== Goal of the exercise ==
Start to finish, return the listing exactly as written.

# # #

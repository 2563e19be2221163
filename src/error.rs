//! Rich diagnostic error types for the lineage core.
//!
//! Each subsystem defines its own error type with miette `#[diagnostic]`
//! derives, providing error codes and help text. Store-facing failures are
//! a tagged enum — the traversal matches on kind, never on a concrete
//! backend exception type — and the top-level [`LineageError`] exposes an
//! [`ErrorKind`] so a REST layer can map a failed traversal to the right
//! HTTP status.

use miette::Diagnostic;
use thiserror::Error;

/// Top-level error type for the lineage core.
///
/// Each variant wraps a subsystem-specific error, preserving the full
/// diagnostic chain (error codes, help text) through to the caller.
#[derive(Debug, Error, Diagnostic)]
pub enum LineageError {
    #[error(transparent)]
    #[diagnostic(transparent)]
    Store(#[from] StoreError),

    #[error(transparent)]
    #[diagnostic(transparent)]
    Graph(#[from] GraphError),

    #[error(transparent)]
    #[diagnostic(transparent)]
    Traversal(#[from] TraversalError),
}

/// HTTP-status-like classification of a failed traversal.
#[derive(Debug, Clone, Copy, PartialEq, Eq, Hash)]
pub enum ErrorKind {
    /// A required entity GUID did not resolve.
    NotFound,
    /// The store rejected the caller's credentials.
    Unauthorized,
    /// Everything else: backend failures, malformed graphs.
    ServerError,
}

impl LineageError {
    /// Classify the error for status mapping in the response layer.
    pub fn kind(&self) -> ErrorKind {
        match self {
            LineageError::Store(e) => e.kind(),
            LineageError::Graph(_) => ErrorKind::ServerError,
            LineageError::Traversal(e) => e.source_kind(),
        }
    }
}

// ---------------------------------------------------------------------------
// Store errors
// ---------------------------------------------------------------------------

/// Failures reported by the metadata store.
///
/// Note what is deliberately *not* here: an unresolvable type name. Type
/// lookup misses are returned as `Ok(None)` / empty result sets because
/// schemas evolve and not every type is present in every deployment.
#[derive(Debug, Error, Diagnostic)]
pub enum StoreError {
    #[error("entity {guid} (expected type {type_name}) not found")]
    #[diagnostic(
        code(lineage::store::entity_not_found),
        help(
            "The GUID does not resolve in the metadata repository, or the \
             entity it resolves to is not of the expected type. Verify the \
             GUID and that the repository holding the entity is connected."
        )
    )]
    EntityNotFound { guid: String, type_name: String },

    #[error("unauthorized: {message}")]
    #[diagnostic(
        code(lineage::store::unauthorized),
        help(
            "The repository rejected the request's credentials. Check the \
             caller's user identity and the repository's access policies."
        )
    )]
    Unauthorized { message: String },

    #[error("metadata store failure: {message}")]
    #[diagnostic(
        code(lineage::store::backend),
        help(
            "The repository could not complete the query. This usually means \
             the backing server is unreachable or returned an internal error. \
             Retry once the repository is healthy."
        )
    )]
    Backend { message: String },
}

impl StoreError {
    /// Classify the store failure for status mapping.
    pub fn kind(&self) -> ErrorKind {
        match self {
            StoreError::EntityNotFound { .. } => ErrorKind::NotFound,
            StoreError::Unauthorized { .. } => ErrorKind::Unauthorized,
            StoreError::Backend { .. } => ErrorKind::ServerError,
        }
    }
}

// ---------------------------------------------------------------------------
// Graph errors
// ---------------------------------------------------------------------------

#[derive(Debug, Error, Diagnostic)]
pub enum GraphError {
    #[error("edge endpoint {guid} has no vertex in the context graph")]
    #[diagnostic(
        code(lineage::graph::missing_vertex),
        help(
            "Edges may only connect vertices that were added to the context \
             graph first. Add both endpoint vertices before the edge."
        )
    )]
    MissingVertex { guid: String },
}

// ---------------------------------------------------------------------------
// Traversal errors
// ---------------------------------------------------------------------------

/// Store failures re-wrapped at the traversal boundary with enough context
/// (originating GUID, operation) to diagnose. Inner recursive calls do not
/// handle errors individually; they propagate to the top of the traversal
/// and the whole request fails — partial graphs are never returned as
/// success.
#[derive(Debug, Error, Diagnostic)]
pub enum TraversalError {
    #[error("failed to resolve entity {guid} during {operation}")]
    #[diagnostic(
        code(lineage::traverse::entity_resolution),
        help(
            "An intermediate entity of the context graph could not be \
             resolved. The traversal aborts rather than returning a \
             truncated graph."
        )
    )]
    EntityResolution {
        guid: String,
        operation: &'static str,
        #[source]
        source: StoreError,
    },

    #[error("failed to resolve relationships of {guid} during {operation}")]
    #[diagnostic(
        code(lineage::traverse::relationship_resolution),
        help(
            "The store failed while listing relationships anchored at this \
             entity. The traversal aborts rather than skipping the branch."
        )
    )]
    RelationshipResolution {
        guid: String,
        operation: &'static str,
        #[source]
        source: StoreError,
    },

    #[error("type catalog unavailable")]
    #[diagnostic(
        code(lineage::traverse::type_catalog),
        help(
            "The type-definition catalog could not be fetched at traversal \
             start. No classification decisions can be made without it."
        )
    )]
    TypeCatalogUnavailable {
        #[source]
        source: StoreError,
    },
}

impl TraversalError {
    fn source_kind(&self) -> ErrorKind {
        match self {
            TraversalError::EntityResolution { source, .. }
            | TraversalError::RelationshipResolution { source, .. }
            | TraversalError::TypeCatalogUnavailable { source } => source.kind(),
        }
    }
}

/// Convenience alias for functions returning lineage results.
pub type LineageResult<T> = std::result::Result<T, LineageError>;

#[cfg(test)]
mod tests {
    use super::*;

    #[test]
    fn store_error_converts_to_lineage_error() {
        let err = StoreError::EntityNotFound {
            guid: "e1".into(),
            type_name: "DataFile".into(),
        };
        let lineage: LineageError = err.into();
        assert!(matches!(
            lineage,
            LineageError::Store(StoreError::EntityNotFound { .. })
        ));
        assert_eq!(lineage.kind(), ErrorKind::NotFound);
    }

    #[test]
    fn traversal_error_preserves_source_kind() {
        let err = TraversalError::EntityResolution {
            guid: "e2".into(),
            operation: "schema_context",
            source: StoreError::Unauthorized {
                message: "user npa denied".into(),
            },
        };
        let lineage: LineageError = err.into();
        assert_eq!(lineage.kind(), ErrorKind::Unauthorized);
    }

    #[test]
    fn backend_failures_map_to_server_error() {
        let err = TraversalError::RelationshipResolution {
            guid: "e3".into(),
            operation: "resolve_asset",
            source: StoreError::Backend {
                message: "repository proxy timed out".into(),
            },
        };
        assert_eq!(LineageError::from(err).kind(), ErrorKind::ServerError);
    }

    #[test]
    fn error_display_names_the_guid() {
        let err = StoreError::EntityNotFound {
            guid: "abc-123".into(),
            type_name: "RelationalColumn".into(),
        };
        let msg = format!("{err}");
        assert!(msg.contains("abc-123"));
        assert!(msg.contains("RelationalColumn"));
    }
}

# # #

== Answer space ==
repository 2563e19be2221163
filename src/error.rs
//! Rich diagnostic error types for the lineage core.
//!
//! Each subsystem defines its own error type with miette `#[diagnostic]`
//! derives, providing error codes and help text. Store-facing failures are
//! a tagged enum — the traversal matches on kind, never on a concrete
//! backend exception type — and the top-level [`LineageError`] exposes an
//! [`ErrorKind`] so a REST layer can map a failed traversal to the right
//! HTTP status.

use miette::Diagnostic;
use thiserror::Error;

/// Top-level error type for the lineage core.
///
/// Each variant wraps a subsystem-specific error, preserving the full
/// diagnostic chain (error codes, help text) through to the caller.
#[derive(Debug, Error, Diagnostic)]
pub enum LineageError {
    #[error(transparent)]
    #[diagnostic(transparent)]
    Store(#[from] StoreError),

    #[error(transparent)]
    #[diagnostic(transparent)]
    Graph(#[from] GraphError),

    #[error(transparent)]
    #[diagnostic(transparent)]
    Traversal(#[from] TraversalError),
}

/// HTTP-status-like classification of a failed traversal.
#[derive(Debug, Clone, Copy, PartialEq, Eq, Hash)]
pub enum ErrorKind {
    /// A required entity GUID did not resolve.
    NotFound,
    /// The store rejected the caller's credentials.
    Unauthorized,
    /// Everything else: backend failures, malformed graphs.
    ServerError,
}

impl LineageError {
    /// Classify the error for status mapping in the response layer.
    pub fn kind(&self) -> ErrorKind {
        match self {
            LineageError::Store(e) => e.kind(),
            LineageError::Graph(_) => ErrorKind::ServerError,
            LineageError::Traversal(e) => e.source_kind(),
        }
    }
}

// ---------------------------------------------------------------------------
// Store errors
// ---------------------------------------------------------------------------

/// Failures reported by the metadata store.
///
/// Note what is deliberately *not* here: an unresolvable type name. Type
/// lookup misses are returned as `Ok(None)` / empty result sets because
/// schemas evolve and not every type is present in every deployment.
#[derive(Debug, Error, Diagnostic)]
pub enum StoreError {
    #[error("entity {guid} (expected type {type_name}) not found")]
    #[diagnostic(
        code(lineage::store::entity_not_found),
        help(
            "The GUID does not resolve in the metadata repository, or the \
             entity it resolves to is not of the expected type. Verify the \
             GUID and that the repository holding the entity is connected."
        )
    )]
    EntityNotFound { guid: String, type_name: String },

    #[error("unauthorized: {message}")]
    #[diagnostic(
        code(lineage::store::unauthorized),
        help(
            "The repository rejected the request's credentials. Check the \
             caller's user identity and the repository's access policies."
        )
    )]
    Unauthorized { message: String },

    #[error("metadata store failure: {message}")]
    #[diagnostic(
        code(lineage::store::backend),
        help(
            "The repository could not complete the query. This usually means \
             the backing server is unreachable or returned an internal error. \
             Retry once the repository is healthy."
        )
    )]
    Backend { message: String },
}

impl StoreError {
    /// Classify the store failure for status mapping.
    pub fn kind(&self) -> ErrorKind {
        match self {
            StoreError::EntityNotFound { .. } => ErrorKind::NotFound,
            StoreError::Unauthorized { .. } => ErrorKind::Unauthorized,
            StoreError::Backend { .. } => ErrorKind::ServerError,
        }
    }
}

// ---------------------------------------------------------------------------
// Graph errors
// ---------------------------------------------------------------------------

#[derive(Debug, Error, Diagnostic)]
pub enum GraphError {
    #[error("edge endpoint {guid} has no vertex in the context graph")]
    #[diagnostic(
        code(lineage::graph::missing_vertex),
        help(
            "Edges may only connect vertices that were added to the context \
             graph first. Add both endpoint vertices before the edge."
        )
    )]
    MissingVertex { guid: String },
}

// ---------------------------------------------------------------------------
// Traversal errors
// ---------------------------------------------------------------------------

/// Store failures re-wrapped at the traversal boundary with enough context
/// (originating GUID, operation) to diagnose. Inner recursive calls do not
/// handle errors individually; they propagate to the top of the traversal
/// and the whole request fails — partial graphs are never returned as
/// success.
#[derive(Debug, Error, Diagnostic)]
pub enum TraversalError {
    #[error("failed to resolve entity {guid} during {operation}")]
    #[diagnostic(
        code(lineage::traverse::entity_resolution),
        help(
            "An intermediate entity of the context graph could not be \
             resolved. The traversal aborts rather than returning a \
             truncated graph."
        )
    )]
    EntityResolution {
        guid: String,
        operation: &'static str,
        #[source]
        source: StoreError,
    },

    #[error("failed to resolve relationships of {guid} during {operation}")]
    #[diagnostic(
        code(lineage::traverse::relationship_resolution),
        help(
            "The store failed while listing relationships anchored at this \
             entity. The traversal aborts rather than skipping the branch."
        )
    )]
    RelationshipResolution {
        guid: String,
        operation: &'static str,
        #[source]
        source: StoreError,
    },

    #[error("type catalog unavailable")]
    #[diagnostic(
        code(lineage::traverse::type_catalog),
        help(
            "The type-definition catalog could not be fetched at traversal \
             start. No classification decisions can be made without it."
        )
    )]
    TypeCatalogUnavailable {
        #[source]
        source: StoreError,
    },
}

impl TraversalError {
    fn source_kind(&self) -> ErrorKind {
        match self {
            TraversalError::EntityResolution { source, .. }
            | TraversalError::RelationshipResolution { source, .. }
            | TraversalError::TypeCatalogUnavailable { source } => source.kind(),
        }
    }
}

/// Convenience alias for functions returning lineage results.
pub type LineageResult<T> = std::result::Result<T, LineageError>;

#[cfg(test)]
mod tests {
    use super::*;

    #[test]
    fn store_error_converts_to_lineage_error() {
        let err = StoreError::EntityNotFound {
            guid: "e1".into(),
            type_name: "DataFile".into(),
        };
        let lineage: LineageError = err.into();
        assert!(matches!(
            lineage,
            LineageError::Store(StoreError::EntityNotFound { .. })
        ));
        assert_eq!(lineage.kind(), ErrorKind::NotFound);
    }

    #[test]
    fn traversal_error_preserves_source_kind() {
        let err = TraversalError::EntityResolution {
            guid: "e2".into(),
            operation: "schema_context",
            source: StoreError::Unauthorized {
                message: "user npa denied".into(),
            },
        };
        let lineage: LineageError = err.into();
        assert_eq!(lineage.kind(), ErrorKind::Unauthorized);
    }

    #[test]
    fn backend_failures_map_to_server_error() {
        let err = TraversalError::RelationshipResolution {
            guid: "e3".into(),
            operation: "resolve_asset",
            source: StoreError::Backend {
                message: "repository proxy timed out".into(),
            },
        };
        assert_eq!(LineageError::from(err).kind(), ErrorKind::ServerError);
    }

    #[test]
    fn error_display_names_the_guid() {
        let err = StoreError::EntityNotFound {
            guid: "abc-123".into(),
            type_name: "RelationalColumn".into(),
        };
        let msg = format!("{err}");
        assert!(msg.contains("abc-123"));
        assert!(msg.contains("RelationalColumn"));
    }
}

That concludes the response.